Counseling is one of the core programs at St. Benedict’s Prep, a private school in Newark, N.J. The program, Grossman Family Counseling Center, was established at St. Benedict’s Prep in 1997 to get to the root of students’ behavioral problems.

“We can address some of the things that are going on with students internally because … there’s things that drive behavior,” says Sinclair Davis, the dean of counseling at St. Benedict’s Prep.

Davis sees an average of 30 to 40 students a week through individual therapy. But the Grossman Family Counseling Center also offers group and family counseling, which includes a parent and child speaking with one of the school therapists.

About 44% of students participate in therapy and group counseling.

Six kinds of group counseling are provided at St. Benedict’s Prep. Each is designed with a distinct purpose. One focuses on students who have a loved one suffering from substance abuse, and another is for students dealing with depression or anxiety.

St. Benedict’s Prep conducts a mental health assessment at the start of every year. Students are asked a variety of questions, including how they feel about school and their home life. The assessment is required but students can skip questions if they choose.

The center puts assessment responses into three categories—level one to level three—to analyze how students could benefit from group or individual therapy, and to ensure the school is proactive.

Students receive specific recommendations for particular counseling groups when the school year starts, and many participate.

In the next two school years, the center will try to offer support for a group of students with chronic illnesses, says David. This was an issue raised by some students.

Staff at the counseling center are developing an app to make therapeutic help, like tactics and exercises, accessible for students when they are in a crisis but aren’t in school. “We help the students recognize their emotions and respond to them in an appropriate fashion,” Davis says. “It comes in many different forms and faces.”

  • Wellness centers are also being used in school districts. San Francisco Public Schools launched its Wellness Center program in 1999. Today, the center reports it serves 15,733 students across the 19 high schools, as of 2022 data.

 

Each school’s Wellness Center includes a program coordinator, a school nurse, a counselor, a community outreach worker, and a team of Youth Outreach Workers — students working as interns for the program.

Each Wellness Center serves as a safe space for students to decompress or ask for help if needed, while also offering group therapy and individual therapy.

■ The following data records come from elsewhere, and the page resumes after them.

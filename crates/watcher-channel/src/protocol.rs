//! Wire framing for the rippled websocket API.
//!
//! Requests are JSON objects carrying a numeric `id`, the `command` name and
//! the command parameters at the top level. Incoming frames are either
//! responses correlated by `id` or push events discriminated by `type`.

use crate::{ChannelError, ChannelEvent};
use serde_json::{Map, Value};
use watcher_types::{EngineResult, LedgerClosedEvent, TransactionEvent};

/// Error code rippled uses when it is not synced to the network.
const NOT_SYNCED_CODE: &str = "noNetwork";

/// A decoded incoming frame.
#[derive(Debug, PartialEq)]
pub enum Incoming {
	/// Reply to the request with the given id.
	Response {
		id: u64,
		reply: Result<Value, ChannelError>,
	},
	/// A push event to forward to subscribers.
	Event(ChannelEvent),
	/// A transaction that did not succeed, while only successful ones are forwarded.
	FilteredTransaction,
	/// A frame of a type the watcher does not handle.
	Unhandled(String),
}

/// Builds a request frame.
pub fn encode_request(id: u64, command: &str, params: Value) -> Result<String, ChannelError> {
	let mut frame = match params {
		Value::Object(map) => map,
		Value::Null => Map::new(),
		other => {
			return Err(ChannelError::Protocol(format!(
				"request parameters must be an object, got {}",
				other
			)))
		},
	};
	frame.insert("id".to_string(), Value::from(id));
	frame.insert("command".to_string(), Value::from(command));

	serde_json::to_string(&Value::Object(frame)).map_err(|e| ChannelError::Protocol(e.to_string()))
}

/// Decodes an incoming frame.
///
/// When `forward_all_transactions` is false, transaction events whose
/// preliminary engine result is not `tesSUCCESS` are filtered out.
pub fn decode_frame(text: &str, forward_all_transactions: bool) -> Result<Incoming, ChannelError> {
	let data: Value = serde_json::from_str(text)
		.map_err(|e| ChannelError::Protocol(format!("invalid JSON frame: {}", e)))?;

	let kind = data.get("type").and_then(Value::as_str).unwrap_or_default();

	if let Some(id) = data.get("id").and_then(Value::as_u64) {
		return Ok(Incoming::Response {
			id,
			reply: decode_reply(&data, kind),
		});
	}

	match kind {
		"response" => Ok(Incoming::Unhandled("response without id".to_string())),
		"transaction" => {
			let event: TransactionEvent = serde_json::from_value(data)
				.map_err(|e| ChannelError::Protocol(format!("malformed transaction event: {}", e)))?;
			let succeeded = event.engine_result.as_ref().is_some_and(EngineResult::is_success);
			if forward_all_transactions || succeeded {
				Ok(Incoming::Event(ChannelEvent::Transaction(Box::new(event))))
			} else {
				Ok(Incoming::FilteredTransaction)
			}
		},
		"ledgerClosed" => {
			let event: LedgerClosedEvent = serde_json::from_value(data)
				.map_err(|e| ChannelError::Protocol(format!("malformed ledgerClosed event: {}", e)))?;
			Ok(Incoming::Event(ChannelEvent::LedgerClosed(event)))
		},
		other => Ok(Incoming::Unhandled(other.to_string())),
	}
}

fn decode_reply(data: &Value, kind: &str) -> Result<Value, ChannelError> {
	if kind != "response" {
		return Err(ChannelError::Protocol(format!(
			"expected a response frame, got type '{}'",
			kind
		)));
	}

	match data.get("status").and_then(Value::as_str) {
		Some("success") => Ok(data.get("result").cloned().unwrap_or(Value::Null)),
		Some("error") => Err(classify_error(data)),
		_ => Err(ChannelError::Protocol(format!(
			"Unknown result: {}",
			data.get("result").cloned().unwrap_or(Value::Null)
		))),
	}
}

/// Maps an error response to a structured error kind.
fn classify_error(data: &Value) -> ChannelError {
	let code = data
		.get("error")
		.and_then(Value::as_str)
		.unwrap_or("unknown")
		.to_string();
	let message = data
		.get("error_message")
		.and_then(Value::as_str)
		.map(str::to_string)
		.unwrap_or_else(|| code.clone());

	if code == NOT_SYNCED_CODE || message.starts_with("Not synced to") {
		ChannelError::NotSynced(message)
	} else {
		ChannelError::Remote { code, message }
	}
}

#[cfg(test)]
mod tests {
	use super::*;
	use serde_json::json;

	fn transaction_frame(engine_result: &str) -> String {
		json!({
			"type": "transaction",
			"status": "closed",
			"validated": true,
			"engine_result": engine_result,
			"transaction": {
				"TransactionType": "Payment",
				"Account": "rSender",
				"Destination": "rReceiver",
				"hash": "H1"
			},
			"meta": {"TransactionResult": engine_result}
		})
		.to_string()
	}

	#[test]
	fn test_encode_request_merges_params() {
		let frame = encode_request(7, "subscribe", json!({"streams": ["ledger"]})).unwrap();
		let value: Value = serde_json::from_str(&frame).unwrap();
		assert_eq!(
			value,
			json!({"id": 7, "command": "subscribe", "streams": ["ledger"]})
		);
	}

	#[test]
	fn test_encode_request_rejects_non_object() {
		assert!(matches!(
			encode_request(1, "ping", json!([1, 2])),
			Err(ChannelError::Protocol(_))
		));
		assert!(encode_request(1, "ping", Value::Null).is_ok());
	}

	#[test]
	fn test_decode_success_response() {
		let frame = json!({"id": 3, "type": "response", "status": "success", "result": {"ok": 1}});
		let incoming = decode_frame(&frame.to_string(), false).unwrap();
		assert_eq!(
			incoming,
			Incoming::Response {
				id: 3,
				reply: Ok(json!({"ok": 1}))
			}
		);
	}

	#[test]
	fn test_decode_error_response() {
		let frame = json!({
			"id": 4,
			"type": "response",
			"status": "error",
			"error": "actNotFound",
			"error_message": "Account not found."
		});
		let incoming = decode_frame(&frame.to_string(), false).unwrap();
		assert_eq!(
			incoming,
			Incoming::Response {
				id: 4,
				reply: Err(ChannelError::Remote {
					code: "actNotFound".to_string(),
					message: "Account not found.".to_string()
				})
			}
		);
	}

	#[test]
	fn test_decode_not_synced_is_classified() {
		for frame in [
			json!({"id": 5, "type": "response", "status": "error", "error": "noNetwork"}),
			json!({
				"id": 5,
				"type": "response",
				"status": "error",
				"error": "unknown",
				"error_message": "Not synced to Ripple network."
			}),
		] {
			match decode_frame(&frame.to_string(), false).unwrap() {
				Incoming::Response { reply, .. } => {
					assert!(reply.unwrap_err().is_not_synced());
				},
				other => panic!("unexpected frame {:?}", other),
			}
		}
	}

	#[test]
	fn test_decode_unknown_status() {
		let frame = json!({"id": 6, "type": "response", "status": "weird"});
		match decode_frame(&frame.to_string(), false).unwrap() {
			Incoming::Response { reply, .. } => {
				assert!(matches!(reply, Err(ChannelError::Protocol(_))));
			},
			other => panic!("unexpected frame {:?}", other),
		}
	}

	#[test]
	fn test_transaction_filtering() {
		let failed = transaction_frame("tecPATH_DRY");
		assert_eq!(
			decode_frame(&failed, false).unwrap(),
			Incoming::FilteredTransaction
		);
		assert!(matches!(
			decode_frame(&failed, true).unwrap(),
			Incoming::Event(ChannelEvent::Transaction(_))
		));
		assert!(matches!(
			decode_frame(&transaction_frame("tesSUCCESS"), false).unwrap(),
			Incoming::Event(ChannelEvent::Transaction(_))
		));
	}

	#[test]
	fn test_decode_ledger_closed() {
		let frame = json!({"type": "ledgerClosed", "ledger_index": 101, "ledger_hash": "LH"});
		match decode_frame(&frame.to_string(), false).unwrap() {
			Incoming::Event(ChannelEvent::LedgerClosed(event)) => {
				assert_eq!(event.ledger_index, 101);
				assert_eq!(event.ledger_hash.as_deref(), Some("LH"));
			},
			other => panic!("unexpected frame {:?}", other),
		}
	}

	#[test]
	fn test_decode_unhandled_and_invalid() {
		let frame = json!({"type": "serverStatus", "load_factor": 256});
		assert_eq!(
			decode_frame(&frame.to_string(), false).unwrap(),
			Incoming::Unhandled("serverStatus".to_string())
		);
		assert!(decode_frame("not json", false).is_err());
	}
}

The Wellness Center program also teaches staff about adolescent health issues and provides supplemental health and wellness information or guest speakers to teachers interested in discussing mental health in the classroom.

In 2022, the Wellness Center program reported that 79% of the student population across the 19 high schools used services such as therapy and medical services. Wellness Center staff performed 959 education and awareness-related activities like classroom presentations and health fairs.

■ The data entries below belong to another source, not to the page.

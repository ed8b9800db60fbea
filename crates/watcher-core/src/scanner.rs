//! Paginated historical catch-up for one account.
//!
//! A scan requests `account_tx` pages from a starting ledger up to the latest
//! validated ledger, following the returned marker until the node stops
//! returning one. Only transactions that succeeded on ledger are yielded. The
//! first failed page ends the scan; retrying is up to the caller.

use async_stream::try_stream;
use serde::Serialize;
use std::sync::Arc;
use thiserror::Error;
use tokio_stream::Stream;
use watcher_channel::{ChannelError, RpcChannel};
use watcher_types::{truncate_id, AccountAddress, AccountTxEntry, AccountTxPage, LedgerIndex, Marker};

/// Default number of transactions requested per page.
pub const DEFAULT_PAGE_SIZE: u32 = 200;

/// `ledger_index_max` value meaning "the latest validated ledger".
const CURRENT_LEDGER: i64 = -1;

/// Errors that end a catch-up scan.
#[derive(Debug, Clone, PartialEq, Eq, Error)]
pub enum ScanError {
	/// The page request failed.
	#[error("account_tx request failed: {0}")]
	Request(#[source] ChannelError),
	/// The node answered with something that is not an `account_tx` page.
	#[error("Malformed account_tx page: {0}")]
	MalformedPage(String),
}

impl ScanError {
	pub fn is_not_synced(&self) -> bool {
		matches!(self, ScanError::Request(e) if e.is_not_synced())
	}
}

#[derive(Serialize)]
struct AccountTxParams<'a> {
	account: &'a AccountAddress,
	ledger_index_min: i64,
	ledger_index_max: i64,
	limit: u32,
	#[serde(skip_serializing_if = "Option::is_none")]
	marker: Option<&'a Marker>,
}

/// Scanner issuing `account_tx` page requests over a channel.
#[derive(Clone)]
pub struct CatchUpScanner {
	channel: Arc<dyn RpcChannel>,
	page_size: u32,
}

impl CatchUpScanner {
	pub fn new(channel: Arc<dyn RpcChannel>, page_size: u32) -> Self {
		Self {
			channel,
			page_size: page_size.max(1),
		}
	}

	/// Streams every successful transaction of `account` from ledger `from` onward.
	///
	/// The stream ends after the last page, or right after yielding the first error.
	pub fn scan(
		&self,
		account: AccountAddress,
		from: LedgerIndex,
	) -> impl Stream<Item = Result<AccountTxEntry, ScanError>> + Send + 'static {
		let channel = self.channel.clone();
		let limit = self.page_size;

		try_stream! {
			let mut marker: Option<Marker> = None;
			let mut pages = 0u32;

			loop {
				let params = serde_json::to_value(AccountTxParams {
					account: &account,
					ledger_index_min: i64::from(from),
					ledger_index_max: CURRENT_LEDGER,
					limit,
					marker: marker.as_ref(),
				})
				.map_err(|e| ScanError::MalformedPage(e.to_string()))?;

				let result = channel
					.request("account_tx", params)
					.await
					.map_err(ScanError::Request)?;
				pages += 1;

				let page: AccountTxPage = serde_json::from_value(result)
					.map_err(|e| ScanError::MalformedPage(e.to_string()))?;

				for entry in page.transactions {
					if !entry.meta.result.is_success() {
						tracing::trace!(
							tx_hash = %truncate_id(entry.tx.hash.as_str()),
							result = %entry.meta.result,
							"Skipping unsuccessful transaction"
						);
						continue;
					}
					yield entry;
				}

				match page.marker {
					Some(next) => marker = Some(next),
					None => break,
				}
			}

			tracing::debug!(account = %account, from_ledger = from, pages, "Catch-up scan complete");
		}
	}
}

#[cfg(test)]
mod tests {
	use super::*;
	use serde_json::{json, Value};
	use tokio_stream::StreamExt;
	use watcher_channel::implementations::memory::{MemoryChannel, MemoryRemote};

	fn entry(hash: &str, result: &str) -> Value {
		json!({
			"tx": {
				"TransactionType": "Payment",
				"Account": "rSender",
				"Destination": "rReceiver",
				"hash": hash
			},
			"meta": {"TransactionResult": result},
			"validated": true
		})
	}

	fn spawn_scan(
		channel: Arc<MemoryChannel>,
		from: LedgerIndex,
		page_size: u32,
	) -> tokio::task::JoinHandle<Vec<Result<AccountTxEntry, ScanError>>> {
		let scanner = CatchUpScanner::new(channel, page_size);
		tokio::spawn(async move {
			scanner
				.scan(AccountAddress::from("rReceiver"), from)
				.collect::<Vec<_>>()
				.await
		})
	}

	fn hashes(items: &[Result<AccountTxEntry, ScanError>]) -> Vec<String> {
		items
			.iter()
			.filter_map(|item| item.as_ref().ok())
			.map(|entry| entry.tx.hash.0.clone())
			.collect()
	}

	async fn connected() -> (Arc<MemoryChannel>, MemoryRemote) {
		let (channel, remote) = MemoryChannel::pair(true);
		remote.open();
		(channel, remote)
	}

	#[tokio::test]
	async fn test_follows_markers_until_absent() {
		let (channel, mut remote) = connected().await;
		let scan = spawn_scan(channel, 100, 2);

		let first = remote.expect_request("account_tx").await;
		assert_eq!(
			first.params,
			json!({
				"account": "rReceiver",
				"ledger_index_min": 100,
				"ledger_index_max": -1,
				"limit": 2
			})
		);
		remote.respond(
			first.id,
			Ok(json!({"transactions": [entry("H1", "tesSUCCESS"), entry("H2", "tesSUCCESS")], "marker": "m1"})),
		);

		let second = remote.expect_request("account_tx").await;
		assert_eq!(second.params["marker"], json!("m1"));
		remote.respond(
			second.id,
			Ok(json!({"transactions": [entry("H3", "tesSUCCESS")], "marker": {"ledger": 104, "seq": 0}})),
		);

		let third = remote.expect_request("account_tx").await;
		assert_eq!(third.params["marker"], json!({"ledger": 104, "seq": 0}));
		remote.respond(third.id, Ok(json!({"transactions": []})));

		let items = scan.await.unwrap();
		assert_eq!(hashes(&items), vec!["H1", "H2", "H3"]);
		assert!(items.iter().all(Result::is_ok));
		assert!(remote.try_next_request().is_none());
	}

	#[tokio::test]
	async fn test_drops_unsuccessful_transactions() {
		let (channel, mut remote) = connected().await;
		let scan = spawn_scan(channel, 1, DEFAULT_PAGE_SIZE);

		let request = remote.expect_request("account_tx").await;
		remote.respond(
			request.id,
			Ok(json!({"transactions": [
				entry("H1", "tecPATH_DRY"),
				entry("H2", "tesSUCCESS"),
				entry("H3", "tecUNFUNDED_PAYMENT")
			]})),
		);

		let items = scan.await.unwrap();
		assert_eq!(hashes(&items), vec!["H2"]);
	}

	#[tokio::test]
	async fn test_page_error_aborts_scan() {
		let (channel, mut remote) = connected().await;
		let scan = spawn_scan(channel, 1, DEFAULT_PAGE_SIZE);

		let first = remote.expect_request("account_tx").await;
		remote.respond(
			first.id,
			Ok(json!({"transactions": [entry("H1", "tesSUCCESS")], "marker": "m1"})),
		);

		let second = remote.expect_request("account_tx").await;
		remote.respond(
			second.id,
			Err(ChannelError::NotSynced("Not synced to Ripple network.".to_string())),
		);

		let items = scan.await.unwrap();
		assert_eq!(items.len(), 2);
		assert_eq!(hashes(&items), vec!["H1"]);
		let error = items[1].as_ref().unwrap_err();
		assert!(error.is_not_synced());
		assert!(remote.try_next_request().is_none());
	}

	#[tokio::test]
	async fn test_missing_transactions_is_malformed() {
		let (channel, mut remote) = connected().await;
		let scan = spawn_scan(channel, 1, DEFAULT_PAGE_SIZE);

		let request = remote.expect_request("account_tx").await;
		remote.respond(request.id, Ok(json!({"marker": "m1"})));

		let items = scan.await.unwrap();
		assert!(matches!(items.as_slice(), [Err(ScanError::MalformedPage(_))]));
	}

	#[tokio::test]
	async fn test_disconnected_channel() {
		let (channel, _remote) = MemoryChannel::pair(true);
		let items = spawn_scan(channel, 1, DEFAULT_PAGE_SIZE).await.unwrap();
		assert_eq!(
			items,
			vec![Err(ScanError::Request(ChannelError::NotConnected))]
		);
	}
}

“I think the most important thing I’ve learned from the Wellness Center is where resources are located for mental health like … if you’re experiencing housing insecurity which shelters you can go to because those are pretty important things for a lot of people to know that isn’t common knowledge,” says Aya Williams, a senior and youth outreach worker at Independence High School.

Zaynab Alghazali is a senior participating in the program. “I didn’t have this at my old school, and when I walked in, I saw the cart of food and the water fountain and the couches, and I was like, ‘Wait, this is actually really interesting and nice,’” says Alghazali.

Alghazali said the program has had a big impact on the student body and that most students reference it in conversations with peers during the school day.

“I don’t think I’ve ever had a day where I haven’t heard the Wellness room come up in our conversation, and then you can go get this resource from there.”